Figure 8. Evolution of the mrp Operon in Anaerolineaceae. The phylogenetic tree used in this illustration is the same as depicted in Figure 4. The mrp operon annotations for each genus showcase the arrangement of mrp subunits, with the coding sequences (CDSs) depicted in their actual order. The complete mrpABCDEFG operon (Group-1) is highlighted in red. The mrpA’CDEFG operon (Group-2) is represented in pink. The reduced mrpAD operon is depicted in violet. Light gray shading indicates genera where the operon appears to have been lost. Areas shaded in red represent thermophilic genera. As outgroups, Caldilineaceae members Litorilinea and Caldilinea are included.

Discussion

The phylum Chloroflexota constitutes a highly diverse and deeply branching lineage of bacteria. Currently, it is categorized into nine classes (Kochetkova et al., 2020; Yan et al., 2020; Palmer et al., 2023): Anaerolineae, Ardenticatenia, Caldilineae, Chloroflexia, Dehalococcoidia, Ktedonobacteria, Thermoflexia, Thermomicrobia, and a class-level SAR202 cluster of uncultured bacteria. Members of the Anaerolineaceae family exhibit a broad distribution in anaerobic environments, including marine sediments, deep hot aquifers, soils, and anaerobic digesters. Notably, this family has been frequently identified in full-scale anaerobic digesters, where it plays a crucial role in the fermentation of carbohydrates and proteinaceous material (Petriglieri et al., 2018).

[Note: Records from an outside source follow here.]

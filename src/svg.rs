//! Hand-assembled SVG documents.
//!
//! The SVG series is plain textual XML built element by element, the same
//! way the raster series issues drawing calls. There is deliberately no
//! templating layer: each design appends fixed elements to a [`Document`].

use std::fs;
use std::path::Path;

use crate::error::Result;
use crate::geometry::Point;

/// CSS color string for a translucent white/grey stroke.
///
/// `alpha` is in `0.0..=1.0`; values are clamped.
pub fn rgba(r: u8, g: u8, b: u8, alpha: f64) -> String {
    format!("rgba({},{},{},{})", r, g, b, format_alpha(alpha))
}

fn format_alpha(alpha: f64) -> String {
    let a = alpha.clamp(0.0, 1.0);
    // Keep the output stable and short: up to three decimals, no trailing zeros.
    let s = format!("{:.3}", a);
    let s = s.trim_end_matches('0').trim_end_matches('.');
    if s.is_empty() {
        "0".to_string()
    } else {
        s.to_string()
    }
}

/// An SVG document under assembly.
///
/// The viewBox and the pixel size are always square and equal; the brand
/// marks are all composed on a 512×512 canvas.
pub struct Document {
    size: u32,
    body: String,
}

impl Document {
    pub fn new(size: u32) -> Self {
        Self {
            size,
            body: String::new(),
        }
    }

    /// Full-canvas background rectangle.
    pub fn background(&mut self, fill: &str) -> &mut Self {
        self.push(&format!(
            r#"<rect width="100%" height="100%" fill="{}"/>"#,
            fill
        ))
    }

    /// Open a `<g>` with raw attributes, e.g. `fill="none" stroke="white"`.
    pub fn open_group(&mut self, attrs: &str) -> &mut Self {
        if attrs.is_empty() {
            self.push("<g>")
        } else {
            self.push(&format!("<g {}>", attrs))
        }
    }

    pub fn close_group(&mut self) -> &mut Self {
        self.push("</g>")
    }

    pub fn circle_fill(&mut self, cx: f64, cy: f64, r: f64, fill: &str) -> &mut Self {
        self.push(&format!(
            r#"<circle cx="{}" cy="{}" r="{}" fill="{}"/>"#,
            fmt(cx),
            fmt(cy),
            fmt(r),
            fill
        ))
    }

    pub fn circle_outline(&mut self, cx: f64, cy: f64, r: f64, stroke: &str, width: f64) -> &mut Self {
        self.push(&format!(
            r#"<circle cx="{}" cy="{}" r="{}" fill="none" stroke="{}" stroke-width="{}"/>"#,
            fmt(cx),
            fmt(cy),
            fmt(r),
            stroke,
            fmt(width)
        ))
    }

    /// Circle outline with its own stroke color, inheriting the stroke
    /// width from the enclosing group.
    pub fn circle_stroked(&mut self, cx: f64, cy: f64, r: f64, stroke: &str) -> &mut Self {
        self.push(&format!(
            r#"<circle cx="{}" cy="{}" r="{}" fill="none" stroke="{}"/>"#,
            fmt(cx),
            fmt(cy),
            fmt(r),
            stroke
        ))
    }

    /// Circle outline inheriting stroke attributes from the enclosing group.
    pub fn circle_plain(&mut self, cx: f64, cy: f64, r: f64) -> &mut Self {
        self.push(&format!(
            r#"<circle cx="{}" cy="{}" r="{}"/>"#,
            fmt(cx),
            fmt(cy),
            fmt(r)
        ))
    }

    pub fn dashed_circle(
        &mut self,
        cx: f64,
        cy: f64,
        r: f64,
        stroke: &str,
        width: f64,
        dasharray: &str,
    ) -> &mut Self {
        self.push(&format!(
            r#"<circle cx="{}" cy="{}" r="{}" fill="none" stroke="{}" stroke-width="{}" stroke-dasharray="{}"/>"#,
            fmt(cx),
            fmt(cy),
            fmt(r),
            stroke,
            fmt(width),
            dasharray
        ))
    }

    pub fn line(&mut self, x1: f64, y1: f64, x2: f64, y2: f64) -> &mut Self {
        self.push(&format!(
            r#"<line x1="{}" y1="{}" x2="{}" y2="{}"/>"#,
            fmt(x1),
            fmt(y1),
            fmt(x2),
            fmt(y2)
        ))
    }

    pub fn line_stroked(
        &mut self,
        x1: f64,
        y1: f64,
        x2: f64,
        y2: f64,
        stroke: &str,
    ) -> &mut Self {
        self.push(&format!(
            r#"<line x1="{}" y1="{}" x2="{}" y2="{}" stroke="{}"/>"#,
            fmt(x1),
            fmt(y1),
            fmt(x2),
            fmt(y2),
            stroke
        ))
    }

    /// Closed polygon outline from a sampled point list.
    pub fn polygon_outline(&mut self, points: &[Point], stroke: &str, width: f64) -> &mut Self {
        let pts: Vec<String> = points
            .iter()
            .map(|(x, y)| format!("{},{}", fmt(*x), fmt(*y)))
            .collect();
        self.push(&format!(
            r#"<polygon points="{}" fill="none" stroke="{}" stroke-width="{}"/>"#,
            pts.join(" "),
            stroke,
            fmt(width)
        ))
    }

    pub fn ellipse_fill(&mut self, cx: f64, cy: f64, rx: f64, ry: f64, fill: &str) -> &mut Self {
        self.push(&format!(
            r#"<ellipse cx="{}" cy="{}" rx="{}" ry="{}" fill="{}"/>"#,
            fmt(cx),
            fmt(cy),
            fmt(rx),
            fmt(ry),
            fill
        ))
    }

    pub fn ellipse_outline(
        &mut self,
        cx: f64,
        cy: f64,
        rx: f64,
        ry: f64,
        stroke: &str,
        width: f64,
    ) -> &mut Self {
        self.push(&format!(
            r#"<ellipse cx="{}" cy="{}" rx="{}" ry="{}" fill="none" stroke="{}" stroke-width="{}"/>"#,
            fmt(cx),
            fmt(cy),
            fmt(rx),
            fmt(ry),
            stroke,
            fmt(width)
        ))
    }

    pub fn comment(&mut self, text: &str) -> &mut Self {
        self.push(&format!("<!-- {} -->", text))
    }

    fn push(&mut self, element: &str) -> &mut Self {
        self.body.push_str("  ");
        self.body.push_str(element);
        self.body.push('\n');
        self
    }

    /// Serialize the document with the standard XML prolog.
    pub fn to_xml(&self) -> String {
        format!(
            "<?xml version=\"1.0\" encoding=\"UTF-8\"?>\n\
             <svg xmlns=\"http://www.w3.org/2000/svg\" viewBox=\"0 0 {s} {s}\" width=\"{s}\" height=\"{s}\">\n\
             {body}</svg>\n",
            s = self.size,
            body = self.body
        )
    }

    pub fn write(&self, path: &Path) -> Result<()> {
        fs::write(path, self.to_xml())?;
        Ok(())
    }
}

fn fmt(v: f64) -> String {
    if (v - v.round()).abs() < 1e-9 {
        format!("{}", v.round() as i64)
    } else {
        format!("{:.1}", v)
    }
}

Resolving the evolutionary history of the Anaerolineaceae family has proven to be a challenging task, with previous publications presenting conflicting evolutionary hypotheses and low-support phylogenies (Yamada et al., 2006, 2007; Podosokorskaya et al., 2013; Imachi et al., 2014; Sun et al., 2016; McIlroy et al., 2017). This study represents a significant advancement as, for the first time, the evolutionary history of reference members of this family has been resolved with confident support.

Anaerolineaceae members exhibit low genome conservation profiles, with only a small fraction of their chromosomes aligning among different genera of the family, typically below 5%. This suggests considerable evolutionary distances and underscores the challenge of constructing well-supported trees using a limited number of loci (McIlroy et al., 2017; Kochetkova et al., 2020). Additionally, the proteome’s poor conservation is reflected in a median proteome coverage of just 58%. However, when comparing within each genus, when at least two species were available, a higher degree of genome conservation was observed, except for Anaerolinea.

The genomic and proteomic conservation analysis highlights some interesting patterns. Pelolinea submarina strains are highly similar, sharing over 99.9% coverage and nucleotide identity.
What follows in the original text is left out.